◆ **DATA TO EXAMINE**:
• • • • • • •
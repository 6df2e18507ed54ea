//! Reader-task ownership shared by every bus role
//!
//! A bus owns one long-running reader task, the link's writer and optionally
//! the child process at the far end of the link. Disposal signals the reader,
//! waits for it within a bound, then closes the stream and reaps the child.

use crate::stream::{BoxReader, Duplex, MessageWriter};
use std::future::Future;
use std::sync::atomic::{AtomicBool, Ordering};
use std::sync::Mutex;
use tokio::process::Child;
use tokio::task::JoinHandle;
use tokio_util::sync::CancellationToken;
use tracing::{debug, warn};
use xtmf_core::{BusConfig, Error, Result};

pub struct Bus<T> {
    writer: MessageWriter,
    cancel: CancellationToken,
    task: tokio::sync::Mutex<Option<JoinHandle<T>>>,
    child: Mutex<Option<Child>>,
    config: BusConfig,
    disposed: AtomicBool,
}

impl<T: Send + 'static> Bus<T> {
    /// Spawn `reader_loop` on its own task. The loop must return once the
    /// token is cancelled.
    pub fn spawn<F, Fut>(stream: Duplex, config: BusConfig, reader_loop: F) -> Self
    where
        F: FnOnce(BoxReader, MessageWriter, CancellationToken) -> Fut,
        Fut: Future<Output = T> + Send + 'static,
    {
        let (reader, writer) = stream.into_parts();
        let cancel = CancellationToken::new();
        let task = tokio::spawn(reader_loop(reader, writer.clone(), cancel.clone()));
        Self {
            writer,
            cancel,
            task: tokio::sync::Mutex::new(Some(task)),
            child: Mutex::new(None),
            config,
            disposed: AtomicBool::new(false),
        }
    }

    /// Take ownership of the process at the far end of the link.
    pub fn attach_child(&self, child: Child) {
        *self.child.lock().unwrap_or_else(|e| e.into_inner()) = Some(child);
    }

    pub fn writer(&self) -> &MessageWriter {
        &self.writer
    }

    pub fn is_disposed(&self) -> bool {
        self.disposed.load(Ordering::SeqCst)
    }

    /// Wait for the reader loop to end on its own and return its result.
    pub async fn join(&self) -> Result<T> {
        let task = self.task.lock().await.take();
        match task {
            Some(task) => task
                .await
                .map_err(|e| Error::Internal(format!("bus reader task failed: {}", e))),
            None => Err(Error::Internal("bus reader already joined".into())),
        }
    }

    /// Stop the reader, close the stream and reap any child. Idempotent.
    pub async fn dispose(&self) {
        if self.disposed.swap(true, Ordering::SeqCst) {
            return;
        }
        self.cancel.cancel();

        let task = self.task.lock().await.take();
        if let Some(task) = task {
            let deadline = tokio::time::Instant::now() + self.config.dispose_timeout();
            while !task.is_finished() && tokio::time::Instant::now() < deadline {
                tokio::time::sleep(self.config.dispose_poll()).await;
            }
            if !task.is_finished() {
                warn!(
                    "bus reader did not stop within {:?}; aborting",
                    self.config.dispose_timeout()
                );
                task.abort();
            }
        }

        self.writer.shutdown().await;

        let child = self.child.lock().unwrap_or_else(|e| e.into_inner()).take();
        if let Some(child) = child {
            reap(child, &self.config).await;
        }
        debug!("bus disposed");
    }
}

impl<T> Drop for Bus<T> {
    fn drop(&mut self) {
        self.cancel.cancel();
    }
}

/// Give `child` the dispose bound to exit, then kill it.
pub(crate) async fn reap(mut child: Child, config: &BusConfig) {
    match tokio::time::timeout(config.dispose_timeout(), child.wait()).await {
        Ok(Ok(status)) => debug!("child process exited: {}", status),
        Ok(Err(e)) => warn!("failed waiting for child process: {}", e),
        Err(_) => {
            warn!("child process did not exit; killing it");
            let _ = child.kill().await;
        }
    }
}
• • • • • • •
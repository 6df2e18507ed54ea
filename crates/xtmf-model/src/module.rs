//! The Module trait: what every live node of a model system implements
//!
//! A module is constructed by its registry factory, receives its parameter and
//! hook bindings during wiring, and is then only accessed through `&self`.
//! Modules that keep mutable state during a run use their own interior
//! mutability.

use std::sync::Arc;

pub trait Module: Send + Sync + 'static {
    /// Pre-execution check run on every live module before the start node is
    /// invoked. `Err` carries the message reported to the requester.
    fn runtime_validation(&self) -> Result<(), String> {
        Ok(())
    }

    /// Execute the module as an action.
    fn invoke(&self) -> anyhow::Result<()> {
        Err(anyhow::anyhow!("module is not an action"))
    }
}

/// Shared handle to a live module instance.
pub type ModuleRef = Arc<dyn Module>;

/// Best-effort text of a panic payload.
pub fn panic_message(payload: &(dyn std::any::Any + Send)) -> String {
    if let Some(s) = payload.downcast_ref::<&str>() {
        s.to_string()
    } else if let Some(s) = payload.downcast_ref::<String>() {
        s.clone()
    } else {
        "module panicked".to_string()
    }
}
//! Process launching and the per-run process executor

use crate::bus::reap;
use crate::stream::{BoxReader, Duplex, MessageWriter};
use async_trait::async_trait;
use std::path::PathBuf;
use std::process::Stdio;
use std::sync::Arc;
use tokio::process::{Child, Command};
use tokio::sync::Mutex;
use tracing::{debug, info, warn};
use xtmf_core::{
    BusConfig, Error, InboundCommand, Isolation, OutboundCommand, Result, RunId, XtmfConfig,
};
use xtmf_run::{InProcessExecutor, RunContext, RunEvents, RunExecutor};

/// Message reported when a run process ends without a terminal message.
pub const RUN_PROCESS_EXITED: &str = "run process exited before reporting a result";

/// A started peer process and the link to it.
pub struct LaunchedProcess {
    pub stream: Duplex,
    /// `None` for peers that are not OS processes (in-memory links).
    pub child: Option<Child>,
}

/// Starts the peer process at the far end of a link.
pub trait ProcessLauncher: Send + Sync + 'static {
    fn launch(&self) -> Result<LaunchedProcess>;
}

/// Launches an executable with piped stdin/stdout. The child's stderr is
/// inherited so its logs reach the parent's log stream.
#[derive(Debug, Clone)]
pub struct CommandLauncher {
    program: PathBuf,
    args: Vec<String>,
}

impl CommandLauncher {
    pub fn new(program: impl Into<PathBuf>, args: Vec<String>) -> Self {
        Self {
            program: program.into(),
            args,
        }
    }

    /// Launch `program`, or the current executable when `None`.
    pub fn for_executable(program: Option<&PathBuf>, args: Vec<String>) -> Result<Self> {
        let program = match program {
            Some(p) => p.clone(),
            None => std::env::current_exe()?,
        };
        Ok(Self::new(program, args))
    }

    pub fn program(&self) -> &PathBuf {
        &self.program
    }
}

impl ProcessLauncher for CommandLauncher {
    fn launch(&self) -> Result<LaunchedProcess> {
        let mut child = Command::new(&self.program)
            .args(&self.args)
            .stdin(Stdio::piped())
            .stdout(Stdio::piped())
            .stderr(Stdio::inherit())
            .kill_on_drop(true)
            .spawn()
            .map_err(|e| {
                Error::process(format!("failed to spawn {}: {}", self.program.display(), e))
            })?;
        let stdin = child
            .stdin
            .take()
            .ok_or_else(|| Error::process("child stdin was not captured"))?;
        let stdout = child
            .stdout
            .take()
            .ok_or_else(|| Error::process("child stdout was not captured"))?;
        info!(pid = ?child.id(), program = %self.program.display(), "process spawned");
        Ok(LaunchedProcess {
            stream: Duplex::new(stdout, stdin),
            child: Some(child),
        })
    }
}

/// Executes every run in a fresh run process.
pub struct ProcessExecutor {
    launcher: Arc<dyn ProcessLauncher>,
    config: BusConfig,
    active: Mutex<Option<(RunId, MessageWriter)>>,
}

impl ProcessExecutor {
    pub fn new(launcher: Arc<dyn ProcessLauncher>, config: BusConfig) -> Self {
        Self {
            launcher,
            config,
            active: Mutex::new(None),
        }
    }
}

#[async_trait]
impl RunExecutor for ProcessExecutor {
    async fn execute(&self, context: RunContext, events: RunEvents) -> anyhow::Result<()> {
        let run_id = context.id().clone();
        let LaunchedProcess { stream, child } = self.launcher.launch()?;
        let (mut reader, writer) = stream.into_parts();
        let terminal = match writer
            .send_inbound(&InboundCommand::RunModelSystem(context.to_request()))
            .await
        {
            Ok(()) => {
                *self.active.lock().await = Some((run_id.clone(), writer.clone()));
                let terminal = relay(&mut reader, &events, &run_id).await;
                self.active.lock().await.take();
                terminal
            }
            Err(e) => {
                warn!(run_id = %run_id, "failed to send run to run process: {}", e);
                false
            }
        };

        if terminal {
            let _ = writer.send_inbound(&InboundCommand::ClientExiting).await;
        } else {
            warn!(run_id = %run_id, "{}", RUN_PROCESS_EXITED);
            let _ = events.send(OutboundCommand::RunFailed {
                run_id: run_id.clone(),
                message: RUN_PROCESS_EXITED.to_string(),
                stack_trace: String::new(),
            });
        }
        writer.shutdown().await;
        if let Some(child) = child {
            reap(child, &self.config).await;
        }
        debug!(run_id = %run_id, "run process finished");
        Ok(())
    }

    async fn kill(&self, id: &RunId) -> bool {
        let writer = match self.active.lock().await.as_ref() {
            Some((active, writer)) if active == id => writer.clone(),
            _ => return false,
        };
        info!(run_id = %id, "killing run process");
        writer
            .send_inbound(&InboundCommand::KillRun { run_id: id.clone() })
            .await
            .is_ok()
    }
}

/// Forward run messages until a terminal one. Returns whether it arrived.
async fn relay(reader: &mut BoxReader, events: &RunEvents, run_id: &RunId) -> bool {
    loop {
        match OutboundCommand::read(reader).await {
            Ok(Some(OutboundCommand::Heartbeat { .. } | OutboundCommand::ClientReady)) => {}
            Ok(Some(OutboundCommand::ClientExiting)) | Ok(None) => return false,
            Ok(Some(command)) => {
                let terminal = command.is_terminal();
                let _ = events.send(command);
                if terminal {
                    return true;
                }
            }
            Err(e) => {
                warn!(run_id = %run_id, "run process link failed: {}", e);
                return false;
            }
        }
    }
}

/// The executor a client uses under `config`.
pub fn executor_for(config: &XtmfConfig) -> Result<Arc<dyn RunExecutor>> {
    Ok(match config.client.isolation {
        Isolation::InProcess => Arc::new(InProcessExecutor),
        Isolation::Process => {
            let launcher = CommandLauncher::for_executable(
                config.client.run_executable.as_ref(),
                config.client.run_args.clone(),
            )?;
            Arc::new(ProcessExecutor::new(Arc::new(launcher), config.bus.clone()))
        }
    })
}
• • • • • • •
The response must give every line from the material above that holds the string "JoinHandle".

use tokio::task::JoinHandle;
    task: tokio::sync::Mutex<Option<JoinHandle<T>>>,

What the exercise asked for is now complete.